For Noémie and her mother, on the other hand, the rules of the shared meal are established, knowing that “every evening [they] eat together”, and that they have even gradually established weekly rituals such as “leftover meals” during which they finish all the leftovers of the week, as well as “junk food meals”, during which they allow themselves to deviate from their respective diets.
In conclusion, the results allow us to account for the diversity of practices by distinguishing between eating together practices that can be described as “festive” or as “everyday”, and by distinguishing between systematized/anchored eating together practices and others that are more flexible/random
1.3.3.2. Eating together: the influence of constraints and the centrality of food in the meal
The practices of eating together can be distinguished according to the degree of constraint they represent for individuals, and according to the centrality of food during the shared meal. We thus identify eating together on a day-to-day basis, with the members of the household, but which can be experienced as a constraint or as a source of frustration.
– She is absorbed by her video games, so it is very difficult to have habits, to stick to my eating habits and to impose them on my child because she is the child of divorce, there are habits that she has at her father’s house and those she doesn’t… that I find difficult afterwards when she comes back here to make her break the habit.
– But when she’s here, do you eat at the table?
– Well, I eat by myself, so that’s during the week when she goes to school, and on weekends we eat at the table (Amélie).

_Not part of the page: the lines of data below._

//! Delta-transfer core of a cloud file-sync client.
//!
//! When a remote file is about to replace a local one, this crate
//! decides which byte ranges can be reused verbatim from local
//! candidate files and which must be downloaded: it fetches the remote
//! file's block checksums, scans candidates with a rolling Adler-32
//! window verified by SHA-1, and emits an ordered `COPY`/`TRANSFER`
//! range plan for the downloader.
//!
//! Around that core sit the pieces a transfer layer needs anyway: a
//! bandwidth shaper accounting bytes per second on both directions, a
//! pooled cache of authenticated API connections, a one-shot HTTP/1.0
//! client for mirror hosts, an SQLite-backed whole-file checksum cache
//! and a handful of checked local-file helpers.
//!
//! Everything is blocking; long operations occupy their calling thread
//! and concurrency comes from the embedding client's worker threads.

pub mod cache;
pub mod delta;
pub mod error;
#[cfg(unix)]
pub mod ipc;
pub mod localfile;
pub mod net;
pub mod settings;
pub mod status;

pub use delta::{plan_download, ChecksumSource, Range};
pub use error::{FailClass, NetError, Result};
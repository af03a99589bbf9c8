//! The ledger query boundary.
//!
//! The replay pipeline only ever talks to the ledger through
//! [`LedgerQueryService`]; the gateway client implements it for real
//! networks and tests substitute in-memory fixtures.

use anyhow::Result;
use async_trait::async_trait;

use weavestate_types::{BlockRef, ContractId, Tag};

/// Maximum entries per gateway page (server limit).
pub const MAX_PAGE_SIZE: usize = 100;

/// One filtered query over the primary log: interactions for a set of
/// contracts within a closed block-height range.
#[derive(Debug, Clone)]
pub struct EntryQuery {
    pub contracts: Vec<ContractId>,
    /// Inclusive. Height 0 is reserved for "before any block" and is never
    /// queried, so callers pass at least 1.
    pub min_height: u64,
    /// Inclusive.
    pub max_height: u64,
    pub page_size: usize,
}

/// An entry as the gateway reports it.
///
/// `block` is `None` while the entry has been seen but not yet confirmed
/// into a block; the fetch layer treats that as fatal rather than replaying
/// against data with no finalized height.
#[derive(Debug, Clone)]
pub struct GatewayEntry {
    pub id: String,
    pub owner_address: String,
    pub tags: Vec<Tag>,
    pub block: Option<BlockRef>,
    pub parent_id: Option<String>,
}

/// One page of query results.
#[derive(Debug, Clone, Default)]
pub struct EntryPage {
    pub entries: Vec<GatewayEntry>,
    pub has_next_page: bool,
    pub end_cursor: Option<String>,
}

/// Async boundary to the ledger's query service.
///
/// The service filters server-side by the protocol marker tag and the
/// requested contract ids, sorted ascending by height; the replay pipeline
/// re-sorts with its own total order regardless, so page arrival order never
/// matters.
#[async_trait]
pub trait LedgerQueryService: Send + Sync {
    /// Fetch one page of interactions matching `query`, resuming from
    /// `cursor` when given.
    async fn query_entries(&self, query: &EntryQuery, cursor: Option<&str>) -> Result<EntryPage>;

    /// Current network head height (the default read target when a caller
    /// gives no height).
    async fn head_height(&self) -> Result<u64>;
}

/// Tag filters sent with every entry query.
pub(crate) fn marker_tags(contracts: &[ContractId]) -> Vec<(String, Vec<String>)> {
    vec![
        (
            weavestate_types::TAG_APP_NAME.to_string(),
            vec![weavestate_types::APP_NAME_VALUE.to_string()],
        ),
        (
            weavestate_types::TAG_CONTRACT.to_string(),
            contracts.iter().map(|c| c.as_str().to_string()).collect(),
        ),
    ]
}
//! Transportable cache exports.
//!
//! A [`CacheBlob`] is the committed snapshot minus everything that cannot
//! cross a process boundary: compiled handlers are dropped and only source
//! ids survive, so an importer re-invokes its contract loader to recompile
//! before the cache becomes usable.

use std::collections::BTreeMap;
use std::path::Path;

use anyhow::{Context, Result};
use serde::{Deserialize, Serialize};
use serde_json::Value;

use weavestate_types::{ContractId, SourceKind, ValidityLog};

use crate::snapshot::Snapshot;

/// One exported contract: execution metadata without the handler handle,
/// plus state and validity.
#[derive(Debug, Clone, PartialEq, Serialize, Deserialize)]
pub struct BlobContract {
    pub source_id: String,
    pub owner: String,
    pub kind: SourceKind,
    pub state: Value,
    pub validity: ValidityLog,
}

/// Serialized form of a committed snapshot.
#[derive(Debug, Clone, PartialEq, Serialize, Deserialize)]
pub struct CacheBlob {
    pub height: u64,
    pub contracts: BTreeMap<ContractId, BlobContract>,
}

impl CacheBlob {
    /// Capture a snapshot, optionally restricted to `subset` contract ids.
    /// Ids in `subset` that the snapshot does not track are skipped.
    pub fn capture(snapshot: &Snapshot, subset: Option<&[ContractId]>) -> Self {
        let wanted = |id: &ContractId| match subset {
            Some(ids) => ids.contains(id),
            None => true,
        };
        Self::capture_if(snapshot, wanted)
    }

    /// Capture only contracts whose source is classified recursive, the
    /// expensive-to-replay ones worth warm-starting.
    pub fn capture_recursive(snapshot: &Snapshot) -> Self {
        let recursive: Vec<ContractId> = snapshot
            .iter()
            .filter(|(_, entry)| entry.metadata.kind.is_recursive())
            .map(|(id, _)| id.clone())
            .collect();
        Self::capture_if(snapshot, |id| recursive.contains(id))
    }

    fn capture_if(snapshot: &Snapshot, wanted: impl Fn(&ContractId) -> bool) -> Self {
        let contracts = snapshot
            .iter()
            .filter(|(id, _)| wanted(id))
            .map(|(id, entry)| {
                (
                    id.clone(),
                    BlobContract {
                        source_id: entry.metadata.source_id.clone(),
                        owner: entry.metadata.owner.clone(),
                        kind: entry.metadata.kind,
                        state: entry.state.clone(),
                        validity: entry.validity.clone(),
                    },
                )
            })
            .collect();
        Self {
            height: snapshot.height(),
            contracts,
        }
    }

    pub fn to_json(&self) -> Result<String> {
        serde_json::to_string(self).context("failed to serialize cache blob")
    }

    pub fn from_json(json: &str) -> Result<Self> {
        serde_json::from_str(json).context("failed to parse cache blob")
    }

    pub fn save(&self, path: impl AsRef<Path>) -> Result<()> {
        let path = path.as_ref();
        std::fs::write(path, self.to_json()?)
            .with_context(|| format!("failed to write cache blob to {}", path.display()))
    }

    pub fn load(path: impl AsRef<Path>) -> Result<Self> {
        let path = path.as_ref();
        let json = std::fs::read_to_string(path)
            .with_context(|| format!("failed to read cache blob from {}", path.display()))?;
        Self::from_json(&json)
    }
}
//! GraphQL client for Arweave-style ledger gateways.
//!
//! ## Endpoints
//! - Default: `https://arweave.net`
//!
//! ## Pagination
//!
//! Gateways cap pages at [`MAX_PAGE_SIZE`] entries and hand back a cursor per
//! edge; callers resume with the cursor of the last edge until
//! `hasNextPage` turns false. The fetch layer drives that loop.
//!
//! ## Usage
//!
//! ```ignore
//! let client = GatewayClient::mainnet();
//! let page = client.query_page(&query, None)?;
//! let head = client.network_height()?;
//! ```

use std::time::Duration;

use anyhow::{anyhow, Result};
use async_trait::async_trait;
use serde_json::Value;
use tracing::debug;

use weavestate_types::env_utils::env_var_or;
use weavestate_types::{BlockRef, Tag};

use crate::service::{marker_tags, EntryPage, EntryQuery, GatewayEntry, LedgerQueryService};

/// Default gateway endpoint (overridable via `WEAVESTATE_GATEWAY_URL`).
const DEFAULT_GATEWAY: &str = "https://arweave.net";

/// GraphQL client for ledger gateway queries.
#[derive(Clone)]
pub struct GatewayClient {
    endpoint: String,
    agent: ureq::Agent,
}

impl GatewayClient {
    /// Default request timeout in seconds (can be overridden by env).
    const DEFAULT_TIMEOUT_SECS: u64 = 60;
    /// Default connect timeout in seconds (can be overridden by env).
    const DEFAULT_CONNECT_TIMEOUT_SECS: u64 = 10;

    fn default_timeouts() -> (Duration, Duration) {
        let timeout_secs = env_var_or("WEAVESTATE_GATEWAY_TIMEOUT_SECS", Self::DEFAULT_TIMEOUT_SECS);
        let connect_secs = env_var_or(
            "WEAVESTATE_GATEWAY_CONNECT_TIMEOUT_SECS",
            Self::DEFAULT_CONNECT_TIMEOUT_SECS,
        );
        (
            Duration::from_secs(timeout_secs),
            Duration::from_secs(connect_secs),
        )
    }

    /// Create a client for the default public gateway.
    pub fn mainnet() -> Self {
        let endpoint = std::env::var("WEAVESTATE_GATEWAY_URL")
            .unwrap_or_else(|_| DEFAULT_GATEWAY.to_string());
        Self::new(&endpoint)
    }

    /// Create a client with a custom endpoint.
    pub fn new(endpoint: &str) -> Self {
        let (timeout, connect_timeout) = Self::default_timeouts();
        Self::with_timeouts(endpoint, timeout, connect_timeout)
    }

    /// Create a client with explicit timeouts.
    pub fn with_timeouts(endpoint: &str, timeout: Duration, connect_timeout: Duration) -> Self {
        Self {
            endpoint: endpoint.trim_end_matches('/').to_string(),
            agent: ureq::AgentBuilder::new()
                .timeout(timeout)
                .timeout_connect(connect_timeout)
                .build(),
        }
    }

    /// Execute a GraphQL query against the gateway.
    fn graphql(&self, query: &str, variables: Value) -> Result<Value> {
        let body = serde_json::json!({
            "query": query,
            "variables": variables,
        });

        let response: Value = self
            .agent
            .post(&format!("{}/graphql", self.endpoint))
            .set("Content-Type", "application/json")
            .send_json(&body)
            .map_err(|e| anyhow!("gateway request failed: {}", e))?
            .into_json()
            .map_err(|e| anyhow!("failed to parse gateway response: {}", e))?;

        if let Some(errors) = response.get("errors").and_then(|e| e.as_array()) {
            if !errors.is_empty() {
                let msg = errors[0]
                    .get("message")
                    .and_then(|m| m.as_str())
                    .unwrap_or("unknown error");
                return Err(anyhow!("gateway error: {}", msg));
            }
        }

        response
            .get("data")
            .cloned()
            .ok_or_else(|| anyhow!("no data in gateway response"))
    }

    /// Fetch one page of interaction entries.
    pub fn query_page(&self, query: &EntryQuery, cursor: Option<&str>) -> Result<EntryPage> {
        const ENTRY_QUERY: &str = r#"
            query Interactions($tags: [TagFilter!]!, $block: BlockFilter!, $first: Int!, $after: String) {
                transactions(tags: $tags, block: $block, first: $first, sort: HEIGHT_ASC, after: $after) {
                    pageInfo {
                        hasNextPage
                    }
                    edges {
                        cursor
                        node {
                            id
                            owner { address }
                            tags {
                                name
                                value
                            }
                            block {
                                height
                                id
                                timestamp
                            }
                            parent { id }
                        }
                    }
                }
            }
        "#;

        let tags: Vec<Value> = marker_tags(&query.contracts)
            .into_iter()
            .map(|(name, values)| serde_json::json!({ "name": name, "values": values }))
            .collect();

        let variables = serde_json::json!({
            "tags": tags,
            "block": { "min": query.min_height, "max": query.max_height },
            "first": query.page_size,
            "after": cursor,
        });

        let data = self.graphql(ENTRY_QUERY, variables)?;
        let transactions = data
            .get("transactions")
            .ok_or_else(|| anyhow!("no transactions in gateway response"))?;

        let has_next_page = transactions
            .get("pageInfo")
            .and_then(|p| p.get("hasNextPage"))
            .and_then(|h| h.as_bool())
            .unwrap_or(false);

        let edges = transactions
            .get("edges")
            .and_then(|e| e.as_array())
            .cloned()
            .unwrap_or_default();

        let end_cursor = edges
            .last()
            .and_then(|e| e.get("cursor"))
            .and_then(|c| c.as_str())
            .map(String::from);

        let entries = edges
            .iter()
            .filter_map(|edge| edge.get("node"))
            .map(parse_entry)
            .collect::<Result<Vec<_>>>()?;

        debug!(
            entries = entries.len(),
            has_next_page, "fetched gateway page"
        );

        Ok(EntryPage {
            entries,
            has_next_page,
            end_cursor,
        })
    }

    /// Fetch the current network head height from the gateway's info
    /// endpoint.
    pub fn network_height(&self) -> Result<u64> {
        let info: Value = self
            .agent
            .get(&format!("{}/info", self.endpoint))
            .call()
            .map_err(|e| anyhow!("gateway info request failed: {}", e))?
            .into_json()
            .map_err(|e| anyhow!("failed to parse gateway info: {}", e))?;

        info.get("height")
            .and_then(|h| h.as_u64())
            .ok_or_else(|| anyhow!("no height in gateway info response"))
    }
}

fn parse_entry(node: &Value) -> Result<GatewayEntry> {
    let id = node
        .get("id")
        .and_then(|i| i.as_str())
        .ok_or_else(|| anyhow!("gateway entry missing id"))?
        .to_string();

    let owner_address = node
        .get("owner")
        .and_then(|o| o.get("address"))
        .and_then(|a| a.as_str())
        .unwrap_or("")
        .to_string();

    let tags = node
        .get("tags")
        .and_then(|t| t.as_array())
        .map(|arr| {
            arr.iter()
                .map(|t| {
                    Tag::new(
                        t.get("name").and_then(|n| n.as_str()).unwrap_or(""),
                        t.get("value").and_then(|v| v.as_str()).unwrap_or(""),
                    )
                })
                .collect()
        })
        .unwrap_or_default();

    let block = match node.get("block") {
        Some(b) if !b.is_null() => Some(BlockRef {
            height: b
                .get("height")
                .and_then(|h| h.as_u64())
                .ok_or_else(|| anyhow!("gateway entry {} has a block without a height", id))?,
            id: b
                .get("id")
                .and_then(|i| i.as_str())
                .unwrap_or("")
                .to_string(),
            timestamp: b.get("timestamp").and_then(|t| t.as_u64()).unwrap_or(0),
        }),
        _ => None,
    };

    let parent_id = node
        .get("parent")
        .and_then(|p| p.get("id"))
        .and_then(|i| i.as_str())
        .filter(|s| !s.is_empty())
        .map(String::from);

    Ok(GatewayEntry {
        id,
        owner_address,
        tags,
        block,
        parent_id,
    })
}

#[async_trait]
impl LedgerQueryService for GatewayClient {
    async fn query_entries(&self, query: &EntryQuery, cursor: Option<&str>) -> Result<EntryPage> {
        let client = self.clone();
        let query = query.clone();
        let cursor = cursor.map(String::from);
        tokio::task::spawn_blocking(move || client.query_page(&query, cursor.as_deref()))
            .await
            .map_err(|e| anyhow!("gateway query task failed: {}", e))?
    }

    async fn head_height(&self) -> Result<u64> {
        let client = self.clone();
        tokio::task::spawn_blocking(move || client.network_height())
            .await
            .map_err(|e| anyhow!("gateway info task failed: {}", e))?
    }
}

In this type of practice, consumers try to maintain eating together, either to follow nutritional recommendations or because (like Amélie) they see it as an opportunity to share a moment with their loved ones. For others, eating together on a day-to-day basis with household members can be synonymous with shared pleasure on a daily basis. In this case, it is generally a spontaneous and pleasant practice:
It is also when we eat almost directly after we’ve arrived home from work, we cook and sit at the table, so it is still the time when we tell each other about our day, we are both a little quiet and we do not want to be disturbed by our phones (Marie).

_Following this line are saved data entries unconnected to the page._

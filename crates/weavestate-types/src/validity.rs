//! Per-contract interaction outcome log.

use serde::{Deserialize, Serialize};

/// One replayed interaction's outcome.
#[derive(Debug, Clone, PartialEq, Eq, Serialize, Deserialize)]
pub struct ValidityRecord {
    pub entry_id: String,
    pub valid: bool,
}

/// Insertion-ordered, append-only record of which interactions a contract
/// accepted vs rejected.
///
/// Every key corresponds to an entry that was actually replayed for the
/// contract; silently skipped entries (untracked, malformed input) never
/// appear here.
#[derive(Debug, Clone, Default, PartialEq, Eq, Serialize, Deserialize)]
#[serde(transparent)]
pub struct ValidityLog {
    records: Vec<ValidityRecord>,
}

impl ValidityLog {
    pub fn new() -> Self {
        Self::default()
    }

    /// Append an outcome. Replay order guarantees each entry id is recorded
    /// at most once.
    pub fn record(&mut self, entry_id: impl Into<String>, valid: bool) {
        self.records.push(ValidityRecord {
            entry_id: entry_id.into(),
            valid,
        });
    }

    pub fn get(&self, entry_id: &str) -> Option<bool> {
        self.records
            .iter()
            .find(|r| r.entry_id == entry_id)
            .map(|r| r.valid)
    }

    pub fn iter(&self) -> impl Iterator<Item = &ValidityRecord> {
        self.records.iter()
    }

    pub fn len(&self) -> usize {
        self.records.len()
    }

    pub fn is_empty(&self) -> bool {
        self.records.is_empty()
    }
}

#[cfg(test)]
mod tests {
    use super::*;

    #[test]
    fn preserves_insertion_order() {
        let mut log = ValidityLog::new();
        log.record("b", true);
        log.record("a", false);
        log.record("c", true);

        let order: Vec<&str> = log.iter().map(|r| r.entry_id.as_str()).collect();
        assert_eq!(order, vec!["b", "a", "c"]);
        assert_eq!(log.get("a"), Some(false));
        assert_eq!(log.get("missing"), None);
    }

    #[test]
    fn serializes_as_a_record_array() {
        let mut log = ValidityLog::new();
        log.record("entry10", true);
        let json = serde_json::to_string(&log).unwrap();
        assert_eq!(json, r#"[{"entry_id":"entry10","valid":true}]"#);
        let back: ValidityLog = serde_json::from_str(&json).unwrap();
        assert_eq!(back, log);
    }
}
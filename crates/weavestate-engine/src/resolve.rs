//! Nested cross-contract reads during replay.
//!
//! A handler may read another contract's state mid-execution. Contracts
//! already in the working snapshot answer immediately from a deep clone.
//! Unknown contracts are loaded and classified once per source:
//!
//! - a *plain* source has no nested reads of its own, so its history can be
//!   resolved to completion eagerly, inline, without touching the shared
//!   queue;
//! - a *recursive* source may depend on entries still pending for contracts
//!   mid-replay, so it joins the single height-ordered queue like any other
//!   tracked contract and stays at its initial state until those entries
//!   drain.

use std::slice;
use std::sync::Arc;

use anyhow::{anyhow, bail, Result};
use async_trait::async_trait;
use serde_json::Value;
use tracing::debug;

use weavestate_cache::ContractEntry;
use weavestate_types::{ContractId, ExecutionMetadata, LogEntry, SourceKind};

use crate::fetch::{LogFetcher, GENESIS_HEIGHT};
use crate::order::order_batch;
use crate::replay::{parse_input, CycleCtx};
use crate::services::{Interaction, InteractionHost, NestedRead};

#[async_trait]
impl InteractionHost for CycleCtx<'_> {
    fn replay_height(&self) -> u64 {
        self.snapshot.height()
    }

    async fn read_contract_state(
        &mut self,
        target: &ContractId,
        height: Option<u64>,
        want_validity: bool,
    ) -> Result<NestedRead> {
        let inflight = self.snapshot.height();
        if let Some(requested) = height {
            if requested != inflight {
                bail!(
                    "nested read height {} does not match in-flight replay height {}",
                    requested,
                    inflight
                );
            }
        }

        if !self.snapshot.contains(target) {
            if !self.resolving.insert(target.clone()) {
                bail!("cyclic nested resolution of contract {}", target);
            }
            let outcome = self.materialize(target).await;
            self.resolving.remove(target);
            outcome?;
        }

        let tracked = self
            .snapshot
            .get(target)
            .ok_or_else(|| anyhow!("contract {} missing after nested resolution", target))?;
        Ok(NestedRead {
            state: tracked.state.clone(),
            validity: want_validity.then(|| tracked.validity.clone()),
        })
    }
}

impl CycleCtx<'_> {
    /// Load a contract and return its shared metadata plus initial state,
    /// reusing the per-source metadata instance when the source is already
    /// known.
    pub(crate) async fn load_metadata(
        &mut self,
        id: &ContractId,
    ) -> Result<(Arc<ExecutionMetadata>, Value)> {
        let loaded = self
            .services
            .loader
            .load(id, None)
            .await
            .map_err(|e| anyhow!("contract {} not found: {}", id, e))?;

        let metadata = match self.sources.get(&loaded.source_id) {
            Some(shared) => Arc::clone(shared),
            None => {
                let kind = self.services.engine.classify(&loaded.handler);
                debug!(contract = %id, source = %loaded.source_id, ?kind, "classified contract source");
                let metadata = Arc::new(ExecutionMetadata {
                    source_id: loaded.source_id.clone(),
                    owner: loaded.owner,
                    kind,
                    handler: loaded.handler,
                });
                self.sources
                    .insert(loaded.source_id, Arc::clone(&metadata));
                metadata
            }
        };

        Ok((metadata, loaded.init_state))
    }

    /// Start tracking a contract at its initial state.
    pub(crate) async fn track(&mut self, id: &ContractId) -> Result<SourceKind> {
        let (metadata, init_state) = self.load_metadata(id).await?;
        let kind = metadata.kind;
        self.snapshot
            .insert(id.clone(), ContractEntry::new(metadata, init_state));
        Ok(kind)
    }

    /// Bring a contract discovered mid-replay into the working snapshot.
    async fn materialize(&mut self, id: &ContractId) -> Result<()> {
        let kind = self.track(id).await?;
        let fetcher = LogFetcher::new(Arc::clone(&self.services.ledger));

        match kind {
            SourceKind::Recursive => {
                // Deferred: its entries join the shared queue and replay in
                // canonical order as the queue drains.
                let min = self.snapshot.height().max(GENESIS_HEIGHT);
                let batch = fetcher
                    .fetch(slice::from_ref(id), Some(min), self.target_height)
                    .await?;
                self.queue.merge(batch)?;
            }
            SourceKind::Plain => {
                // Eager: replay its full history up to the in-flight height
                // right now; anything past that height still belongs to the
                // shared queue so the committed snapshot stays consistent.
                let batch = fetcher
                    .fetch(slice::from_ref(id), None, self.target_height)
                    .await?;
                let ordered = order_batch(batch)?;
                let inflight = self.snapshot.height();
                let mut deferred = Vec::new();
                for entry in ordered {
                    if entry.block.height <= inflight {
                        self.apply_inline(id, entry).await?;
                    } else {
                        deferred.push(entry);
                    }
                }
                self.queue.merge(deferred)?;
            }
        }
        Ok(())
    }

    /// Replay one entry of a plain contract inline, outside the shared
    /// queue. The snapshot height is not advanced: inline entries are at or
    /// below the in-flight height by construction.
    async fn apply_inline(&mut self, id: &ContractId, entry: LogEntry) -> Result<()> {
        let Some((cid, raw_input)) = entry.interaction_for(|candidate| candidate == id) else {
            return Ok(());
        };
        let Some(input) = parse_input(raw_input) else {
            return Ok(());
        };

        let (handler, state) = {
            let tracked = self
                .snapshot
                .get(&cid)
                .ok_or_else(|| anyhow!("contract {} vanished from working snapshot", cid))?;
            (tracked.metadata.handler.clone(), tracked.state.clone())
        };

        let interaction = Interaction {
            input,
            caller: entry.owner_address.clone(),
        };

        let mut sealed = SealedHost {
            height: self.snapshot.height(),
        };
        let result = self
            .services
            .engine
            .execute(&handler, interaction, state, &mut sealed)
            .await?;

        let tracked = self
            .snapshot
            .get_mut(&cid)
            .ok_or_else(|| anyhow!("contract {} vanished from working snapshot", cid))?;
        tracked.validity.record(entry.id.as_str(), result.accepted);
        if result.accepted {
            tracked.state = result.state;
        }
        Ok(())
    }
}

/// Host for inline replay of plain contracts. A plain source has no nested
/// reads by classification, so any attempt is a contract violation.
struct SealedHost {
    height: u64,
}

#[async_trait]
impl InteractionHost for SealedHost {
    fn replay_height(&self) -> u64 {
        self.height
    }

    async fn read_contract_state(
        &mut self,
        target: &ContractId,
        _height: Option<u64>,
        _want_validity: bool,
    ) -> Result<NestedRead> {
        bail!(
            "contract classified as plain attempted a nested read of {}",
            target
        )
    }
}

In a more festive setting, eating together can be experienced as a way to get together with friends/family for special events (birthdays, reunions), but without this moment being centered on the food or on the cooking and esthetics of the meal:
– If someone comes to eat at your house, what do you do?
– Well it’s… I have to force myself to anticipate I know that so-and-so is eating here so what am I going to prepare for them… and often I’ll make them the simplest things possible because I hate elaborate dishes, so often it’s going to be risotto with a salad as a starter.
– OK, so in fact when people come here it’s just to have a good time, but eating together is incidental because you have to eat?
– Exactly (Sabrina).
On the other hand, in other cases, eating together allows friends and family to get together, but the food is central. Thus, the experience of being together sometimes begins even before the meal (guests come to cook):
The last time we had a Mexican night, so we made fajitas and stuff, the other night we spent three hours making sushi, everyone with their own thing [laughs], so yeah, it’s not bad, it’s true that we cook a lot with our friends too, it’s great (Camille).
In these types of practices, the esthetics and content of the meal are central.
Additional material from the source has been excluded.